Employees who can speak a foreign language are becoming more critical to federal missions, but officials say gaps in language capabilities are hampering work domestically and abroad.
As agencies expand their global reach, they are scrambling to shore up language skills. But fiscal constraints are forcing trade-offs with other operational responsibilities, according to David Maurer, director of the Government Accountability Office's homeland security and justice team. The Defense, Homeland Security and State departments in particular are lagging in language capacity, he told the Senate Homeland Security and Governmental Affairs Subcommittee on Oversight of Government Management, the Federal Workforce and the District of Columbia in July.
DHS is addressing its shortage of linguists with a nine-week internship that combines Arabic language study with intelligence instruction. Defense manages a language training school, as well as immersion and translation programs. And State's Foreign Service Institute offers language courses of varying lengths, from 24 weeks for proficiency in Spanish and French to 88 weeks for Chinese and Japanese. But observers say employees often are pulled out of the programs early to begin work assignments.
"We still have enough of a staffing gap and enough of a culture that emphasized -- rightly or wrongly -- the critical importance of getting people out in the field," says Susan R. Johnson, president of the American Foreign Service Association. "We would rather have a body with no language skills than have no body at all. Sometimes it's critical to have a person.
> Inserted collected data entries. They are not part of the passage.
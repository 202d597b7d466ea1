//! Operator-facing remediation text.
//!
//! The secret names and step order here are what operators follow to fix a
//! failed run, so tests pin them.

use crate::credentials::{ACCESS_TOKEN_VAR, EXPIRES_AT_VAR, REFRESH_TOKEN_VAR};

/// Where operators sign in to mint new OAuth tokens.
pub const PROVIDER_URL: &str = "https://claude.ai";

/// Where the Claude CLI stores OAuth tokens after login.
pub const LOCAL_CREDENTIALS_HINT: &str = "~/.claude/.credentials.json";

/// Helper command that prints the secret values from a local login.
pub const HELPER_COMMAND: &str = "oauth-guard secrets";

fn secret_list() -> String {
    format!("   - {ACCESS_TOKEN_VAR}\n   - {REFRESH_TOKEN_VAR}\n   - {EXPIRES_AT_VAR}")
}

/// Failure text for the buffered expiry check.
pub fn expired_credentials(buffer_minutes: u32) -> String {
    format!(
        "Claude OAuth credentials have expired or will expire within {buffer_minutes} minutes.\n\
         \n\
         To fix this:\n\
         1. Sign in at {PROVIDER_URL} and run `claude login` to regenerate your OAuth tokens.\n\
         2. Copy accessToken, refreshToken and expiresAt from {LOCAL_CREDENTIALS_HINT}.\n\
         3. Update these repository secrets with the new values:\n\
         {}",
        secret_list()
    )
}

/// Failure text when the advisory check finds the tokens already expired.
pub fn manual_refresh_required() -> String {
    format!(
        "Claude OAuth tokens have expired and must be refreshed manually before this workflow can run.\n\
         \n\
         Manual steps:\n\
         1. On your machine, sign in at {PROVIDER_URL} and run `claude login`.\n\
         2. Read the new tokens from {LOCAL_CREDENTIALS_HINT}.\n\
         3. Replace these repository secrets:\n\
         {}\n\
         4. Re-run this workflow.\n\
         \n\
         Tip: run `{HELPER_COMMAND}` where you are logged in to print ready-to-use `gh secret set` commands.",
        secret_list()
    )
}

/// Error-tier notice for expired tokens.
pub fn expired_notice() -> String {
    "Claude OAuth tokens have expired.".to_string()
}

/// Warning-tier notice for tokens expiring within the warning window.
pub fn expiring_warning(remaining: &str) -> String {
    format!("Claude OAuth tokens expire in {remaining}. Refresh them before the next run.")
}

/// Informational notice for tokens expiring within the notice window.
pub fn expiring_notice(remaining: &str) -> String {
    format!("Claude OAuth tokens expire in {remaining}. Consider refreshing them soon.")
}

/// Remediation notice that accompanies the error and warning tiers.
pub fn refresh_instructions() -> String {
    format!(
        "To refresh: sign in at {PROVIDER_URL}, run `claude login`, then update {ACCESS_TOKEN_VAR}, \
         {REFRESH_TOKEN_VAR} and {EXPIRES_AT_VAR} (run `{HELPER_COMMAND}` to print the values)."
    )
}

#[cfg(test)]
mod tests {
    use super::*;

    fn assert_names_secrets(text: &str) {
        assert!(text.contains("CLAUDE_ACCESS_TOKEN"), "{text}");
        assert!(text.contains("CLAUDE_REFRESH_TOKEN"), "{text}");
        assert!(text.contains("CLAUDE_EXPIRES_AT"), "{text}");
    }

    #[test]
    fn test_expired_credentials_text() {
        let text = expired_credentials(5);
        assert!(text.contains("within 5 minutes"));
        assert!(text.contains(PROVIDER_URL));
        assert_names_secrets(&text);

        let steps: Vec<usize> = ["1. ", "2. ", "3. "]
            .iter()
            .map(|step| text.find(step).unwrap())
            .collect();
        assert!(steps.windows(2).all(|w| w[0] < w[1]));
    }

    #[test]
    fn test_manual_refresh_text_is_distinct() {
        let text = manual_refresh_required();
        assert_names_secrets(&text);
        assert!(text.contains("manually"));
        assert!(text.contains(HELPER_COMMAND));
        assert_ne!(text, expired_credentials(5));
    }

    #[test]
    fn test_tier_notices() {
        assert!(expiring_warning("3 hours 0 minute").contains("3 hours 0 minute"));
        assert!(expiring_notice("30 hours 5 minutes").contains("30 hours 5 minutes"));
        assert_names_secrets(&refresh_instructions());
        assert!(!expired_notice().is_empty());
    }
}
The theory is you can acquire [language skills] at post, but that rarely works." Factors like job responsibilities and the quality of in-country training affect the learning curve, she adds.
Agencies have other tools at their disposal for building capacity, such as recruiting job candidates and rewarding employees who have strong language backgrounds, Johnson says. State assigns extra points for language skills in its hiring process, giving those candidates priority over others. And Homeland Security offers monetary incentives to law enforcement officers demonstrating a certain level of proficiency. Such programs encourage workers to maintain their language skills, DHS Chief Human Capital Officer Jeff Neal said at the hearing.
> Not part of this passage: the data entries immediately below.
impl Validator {
    pub fn new(
        source: Arc<dyn CredentialSource>,
        clock: Arc<dyn Clock>,
        sink: Arc<dyn GuidanceSink>,
    ) -> Self {
        Self {
            source,
            clock,
            sink,
            policy: AdvicePolicy::default(),
        }
    }

    pub fn with_policy(mut self, policy: AdvicePolicy) -> Self {
        self.policy = policy;
        self
    }

    pub fn policy(&self) -> &AdvicePolicy {
        &self.policy
    }

    /// Read credentials from the source and apply presence and buffered
    /// expiry checks.
    #[instrument(skip(self), fields(source = self.source.name()))]
    pub fn validate_credentials(&self) -> Result<CredentialBundle, CredentialError> {
        let bundle = CredentialBundle::from_source(self.source.as_ref());

        if !bundle.is_complete() {
            tracing::debug!(?bundle, "Credential values missing");
            return Err(CredentialError::MissingCredentials);
        }

        let buffer = self.policy.buffer_minutes;
        if expiry::is_expired(&bundle.expires_at, buffer, self.clock.as_ref(), self.sink.as_ref()) {
            return Err(CredentialError::ExpiredCredentials {
                message: messages::expired_credentials(buffer),
            });
        }

        tracing::debug!("Credentials present and outside the expiry buffer");
        Ok(bundle)
    }

    /// Classify the raw time left until `expires_at`, without side effects.
    pub fn classify(&self, expires_at: &str) -> AdviceTier {
        match expiry::parse_expires_at(expires_at) {
            Ok(expires_at_ms) => self.classify_at(expires_at_ms, self.clock.now_ms()),
            Err(_) => AdviceTier::Unknown,
        }
    }

    fn classify_at(&self, expires_at_ms: i64, now_ms: i64) -> AdviceTier {
        if expires_at_ms <= now_ms {
            return AdviceTier::Expired;
        }

        let hours = expiry::hours_remaining(expires_at_ms, now_ms);
        if hours < self.policy.warn_hours {
            AdviceTier::Urgent
        } else if hours < self.policy.notice_hours {
            AdviceTier::Soon
        } else {
            AdviceTier::Healthy
        }
    }

    /// Emit tiered guidance for `expires_at`.
    ///
    /// Returns `true` only when the tokens are already expired and need an
    /// immediate refresh. The tier and the remaining-time label come from one
    /// reading of the clock.
    #[instrument(skip(self))]
    pub fn check_and_advise(&self, expires_at: &str) -> bool {
        let Ok(expires_at_ms) = expiry::parse_expires_at(expires_at) else {
            tracing::warn!("Cannot classify token lifetime: expiration timestamp is not a number");
            return false;
        };

        let now_ms = self.clock.now_ms();
        let tier = self.classify_at(expires_at_ms, now_ms);
        let remaining = || expiry::format_remaining(expires_at_ms.saturating_sub(now_ms));

        match tier {
            AdviceTier::Expired => {
                self.sink.error(&messages::expired_notice());
                self.sink.notice(&messages::refresh_instructions());
            }
            AdviceTier::Urgent => {
                self.sink.warning(&messages::expiring_warning(&remaining()));
                self.sink.notice(&messages::refresh_instructions());
            }
            AdviceTier::Soon => {
                self.sink.notice(&messages::expiring_notice(&remaining()));
            }
            AdviceTier::Healthy | AdviceTier::Unknown => {}
        }

        tracing::debug!(?tier, "Token lifetime classified");
        tier.requires_refresh()
    }

    /// Apply the advisory check and fail if the tokens need an immediate
    /// refresh.
    ///
    /// The two token arguments are returned as given; only `expires_at` is
    /// checked.
    #[instrument(skip_all)]
    pub fn validate_with_guidance(
        &self,
        access_token: String,
        refresh_token: String,
        expires_at: String,
    ) -> Result<CredentialBundle, CredentialError> {
        if self.check_and_advise(&expires_at) {
            return Err(CredentialError::ExpiredCredentials {
                message: messages::manual_refresh_required(),
            });
        }

        Ok(CredentialBundle {
            access_token,
            refresh_token,
            expires_at,
        })
    }

    /// Both checks in order: presence and buffered expiry, then advisory
    /// tiers. Either failure is terminal.
    pub fn run_checks(&self) -> Result<CredentialBundle, CredentialError> {
        let bundle = self.validate_credentials()?;
        self.validate_with_guidance(bundle.access_token, bundle.refresh_token, bundle.expires_at)
    }
}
According to GAO, agencies have failed to incorporate policies for improving language capabilities into their strategic plans because they don't know what their needs are. The broad scope of mission requirements and the absence of metrics make it difficult to evaluate progress on this front, according to Maurer. DHS agencies, for example, are expected to develop their own programs because the department lacks an overarching approach, he said.
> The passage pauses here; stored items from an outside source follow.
//! Operator-facing message sinks.
//!
//! The controller never prints directly. It hands formatted messages to a
//! [`GuidanceSink`], which decides where they go: GitHub Actions workflow
//! commands on stdout, `tracing` events, or an in-memory record for tests.

use std::fmt;
use std::io::Write;
use std::sync::{Arc, Mutex, RwLock};

use serde::Serialize;

/// Severity of an operator message.
#[derive(Debug, Clone, Copy, PartialEq, Eq, Hash, Serialize)]
#[serde(rename_all = "lowercase")]
pub enum Severity {
    Error,
    Warning,
    Notice,
    Info,
}

impl fmt::Display for Severity {
    fn fmt(&self, f: &mut fmt::Formatter<'_>) -> fmt::Result {
        match self {
            Self::Error => write!(f, "error"),
            Self::Warning => write!(f, "warning"),
            Self::Notice => write!(f, "notice"),
            Self::Info => write!(f, "info"),
        }
    }
}

/// Four-severity sink for operator guidance.
pub trait GuidanceSink: Send + Sync {
    fn error(&self, message: &str);
    fn warning(&self, message: &str);
    fn notice(&self, message: &str);
    fn info(&self, message: &str);

    /// Ask the host to redact `secret` from subsequent output.
    fn mask(&self, _secret: &str) {}

    fn emit(&self, severity: Severity, message: &str) {
        match severity {
            Severity::Error => self.error(message),
            Severity::Warning => self.warning(message),
            Severity::Notice => self.notice(message),
            Severity::Info => self.info(message),
        }
    }
}

impl<T: GuidanceSink + ?Sized> GuidanceSink for Arc<T> {
    fn error(&self, message: &str) {
        (**self).error(message)
    }
    fn warning(&self, message: &str) {
        (**self).warning(message)
    }
    fn notice(&self, message: &str) {
        (**self).notice(message)
    }
    fn info(&self, message: &str) {
        (**self).info(message)
    }
    fn mask(&self, secret: &str) {
        (**self).mask(secret)
    }
}

impl<T: GuidanceSink + ?Sized> GuidanceSink for Box<T> {
    fn error(&self, message: &str) {
        (**self).error(message)
    }
    fn warning(&self, message: &str) {
        (**self).warning(message)
    }
    fn notice(&self, message: &str) {
        (**self).notice(message)
    }
    fn info(&self, message: &str) {
        (**self).info(message)
    }
    fn mask(&self, secret: &str) {
        (**self).mask(secret)
    }
}

// ---------------------------------------------------------------------------
// GitHub Actions workflow commands
// ---------------------------------------------------------------------------

/// Escape a workflow-command payload (`%`, CR and LF).
pub fn escape_data(value: &str) -> String {
    value
        .replace('%', "%25")
        .replace('\r', "%0D")
        .replace('\n', "%0A")
}

/// Render a message as the line the Actions runner understands.
///
/// `Info` has no command form and is written as-is.
pub fn format_command(severity: Severity, message: &str) -> String {
    match severity {
        Severity::Info => message.to_string(),
        other => format!("::{other}::{}", escape_data(message)),
    }
}

/// Sink that writes GitHub Actions workflow commands.
pub struct ActionsSink {
    out: Mutex<Box<dyn Write + Send>>,
}

impl ActionsSink {
    /// Write commands to the given writer.
    pub fn new(out: impl Write + Send + 'static) -> Self {
        Self {
            out: Mutex::new(Box::new(out)),
        }
    }

    /// Write commands to stdout, where the runner picks them up.
    pub fn stdout() -> Self {
        Self::new(std::io::stdout())
    }

    fn write_line(&self, line: &str) {
        let Ok(mut out) = self.out.lock() else {
            return;
        };
        let result = writeln!(out, "{line}");
        if let Err(e) = result.and_then(|()| out.flush()) {
            tracing::warn!(error = %e, "Failed to write workflow command");
        }
    }
}

impl fmt::Debug for ActionsSink {
    fn fmt(&self, f: &mut fmt::Formatter<'_>) -> fmt::Result {
        f.debug_struct("ActionsSink").finish_non_exhaustive()
    }
}

impl GuidanceSink for ActionsSink {
    fn error(&self, message: &str) {
        self.write_line(&format_command(Severity::Error, message));
    }
    fn warning(&self, message: &str) {
        self.write_line(&format_command(Severity::Warning, message));
    }
    fn notice(&self, message: &str) {
        self.write_line(&format_command(Severity::Notice, message));
    }
    fn info(&self, message: &str) {
        self.write_line(&format_command(Severity::Info, message));
    }
    fn mask(&self, secret: &str) {
        if !secret.is_empty() {
            self.write_line(&format!("::add-mask::{}", escape_data(secret)));
        }
    }
}

// ---------------------------------------------------------------------------
// tracing
// ---------------------------------------------------------------------------

/// Sink that forwards messages to `tracing`, for runs outside Actions.
#[derive(Debug, Clone, Copy, Default)]
pub struct TracingSink;

impl GuidanceSink for TracingSink {
    fn error(&self, message: &str) {
        tracing::error!(target: "oauth_guard::guidance", "{message}");
    }
    fn warning(&self, message: &str) {
        tracing::warn!(target: "oauth_guard::guidance", "{message}");
    }
    fn notice(&self, message: &str) {
        tracing::info!(target: "oauth_guard::guidance", notice = true, "{message}");
    }
    fn info(&self, message: &str) {
        tracing::info!(target: "oauth_guard::guidance", "{message}");
    }
}

// ---------------------------------------------------------------------------
// In-memory recording
// ---------------------------------------------------------------------------

/// Sink that records every message. Clones share the same record.
#[derive(Debug, Clone, Default)]
pub struct RecordingSink {
    inner: Arc<RwLock<Vec<(Severity, String)>>>,
}

impl RecordingSink {
    pub fn new() -> Self {
        Self::default()
    }

    /// All recorded messages, oldest first.
    pub fn messages(&self) -> Vec<(Severity, String)> {
        self.inner.read().expect("lock poisoned").clone()
    }

    /// Recorded messages of one severity.
    pub fn with_severity(&self, severity: Severity) -> Vec<String> {
        self.inner
            .read()
            .expect("lock poisoned")
            .iter()
            .filter(|(s, _)| *s == severity)
            .map(|(_, m)| m.clone())
            .collect()
    }

    pub fn count(&self, severity: Severity) -> usize {
        self.with_severity(severity).len()
    }

    pub fn is_empty(&self) -> bool {
        self.inner.read().expect("lock poisoned").is_empty()
    }

    pub fn clear(&self) {
        self.inner.write().expect("lock poisoned").clear();
    }

    fn push(&self, severity: Severity, message: &str) {
        self.inner
            .write()
            .expect("lock poisoned")
            .push((severity, message.to_string()));
    }
}

impl GuidanceSink for RecordingSink {
    fn error(&self, message: &str) {
        self.push(Severity::Error, message);
    }
    fn warning(&self, message: &str) {
        self.push(Severity::Warning, message);
    }
    fn notice(&self, message: &str) {
        self.push(Severity::Notice, message);
    }
    fn info(&self, message: &str) {
        self.push(Severity::Info, message);
    }
}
"An effective program must be dynamic and responsive to changing situations," said Neal. "In this regard, such a program would be reliant both on a continuous assessment by components of their particular language requirements and on their cooperative work with [headquarters]."
Federal officials and observers stress the need for a consolidated approach to boosting government's language capacity. "If we're going to be developing comprehensive strategies on language needs and requirements, we need more coordination" among agencies, says Johnson.
In 2009, Sen. Daniel Akaka, D-Hawaii, introduced a bill to create a White House council to oversee national language initiatives. The legislation has stalled, but some agencies already have begun to collaborate. Defense is working with the Office of the Director of National Intelligence and the Education and State departments to develop proficiency goals, coordinate outreach programs and measure results.
In addition, the Interagency Language Roundtable facilitates discussion among more than 40 federal agencies, as well as academic institutions and nonprofit organizations. Officials from the Air Force, CIA and State formed the roundtable informally in the 1950s, and it became official in 1973. But the group is more focused on big-picture strategy rather than agency needs, all of which are unique, says Scott McGinnis, roundtable coordinator at the Defense Language Institute.
"At the end of the day, it's really understanding what do you need, what do you have and how are you going to fill in the gaps." said Maurer.